Of course, I also explain, Congress won't, because of the politics. I then go on to lament that result as a matter of policy. The large-n studies by health economists show that being within the "flat of the curve," i.e., having health insurance at all, makes a substantial difference relative to not having health insurance, but having different kinds of health insurance doesn't make a noticeable difference. This result is generally thought to support two policy prescriptions: 1) we should try to lower overall health care costs for people who have health insurance because the additional fancy care for which we're paying doesn't seem to do any good; and 2) we should insure everybody. As a first approximation, that's pretty much what the PPACA attempts to do, which makes it beneficial.
Here I want to see if I can quantify the expanded-coverage benefits and put them in a little bit of perspective. This is incredibly tricky because the data we have are often non-comparable. Moreover, the medical literature contains all sorts of stupid errors. For example, it is not uncommon to see claims that early detection of cancer leads to higher survival rates. That might be true, if early detection led to effective early intervention, but it also could just mean that survival is defined as 5-year or 10-year survival, and by detecting cancer earlier, doctors start the survival clock ticking earlier. E.g., someone who lives 2 years after detection of a stage-3 cancer or 5 years after a stage-1 cancer detected three years earlier. The early detection isn't leading to a longer survival.
What would be really useful then is some number that cancels out all the noise. Life expectancy should be adequate to the task. To be sure, it's hardly perfect. Effective medical care could greatly improve quality of life without affecting life expectancy. E.g., a successful drug treatment for Alzheimer's might have that profile. Still, if one is measuring broad inputs, life expectancy will correlate positively with overall health.

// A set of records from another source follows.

pub mod paths;
pub mod sanitize;
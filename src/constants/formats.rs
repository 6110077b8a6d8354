use std::path::Path;

/// File extensions (lower-case, without dot) that can be installed
pub const SUPPORTED_EXTENSIONS: &[&str] = &["deb", "rpm", "snap", "flatpak"];

/// Detached signature companions looked up next to a package, in order
pub const SIGNATURE_SUFFIXES: &[&str] = &["asc", "sig"];

/// Check whether a path carries one of the supported package extensions.
///
/// The comparison is case-insensitive and only looks at the final extension;
/// the file does not need to exist.
pub fn is_supported_package(path: impl AsRef<Path>) -> bool {
    path.as_ref()
        .extension()
        .and_then(|ext| ext.to_str())
        .map(|ext| {
            let ext = ext.to_ascii_lowercase();
            SUPPORTED_EXTENSIONS.contains(&ext.as_str())
        })
        .unwrap_or(false)
}

#[cfg(test)]
mod tests;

So, what is the impact on an average American's life expectancy from going from a state of no health insurance to having health insurance? Searching large databases, I couldn't find anything definitive, but my overall sense is that it's something on the order of a year, probably less. It's hard to isolate the effect because health and longevity correlate strongly with socioeconomic status, which also correlates strongly with health insurance.
A year of longevity is nothing to sneeze at. Indeed, even something much smaller is substantial. Suppose that the average longevity benefit of going from no health insurance to health insurance is only a quarter of a year. Still, getting the roughly 50 million uninsured Americans a quarter of a year each would mean an extra 12.5 million person-years. Or, dividing by life expectancy, that comes to a savings of over 150,000 human lifetimes (over the course of a human lifetime)--which is an enormous difference.
That's still well short of the per person benefit from quitting, or better yet, not starting smoking, which is about 6 years of life expectancy. Or obesity, which appears to reduce life expectancy by about 2 years. These numbers are contested and highly dependent on the specific study, but I'm pretty confident that I have the relative shape right: Smoking is worse for longevity than obesity, which is in turn worse than not having health insurance.
What that all says is that government policy that aimed at promoting longevity could be very effective at low cost if it reduced smoking and eliminated agricultural subsidies for commodity crops (mostly grown for animal feed), which artificially lowers price of, and thus increases demand for, unhealthy foods. Those are worth doing regardless of the long-term fate of the PPACA.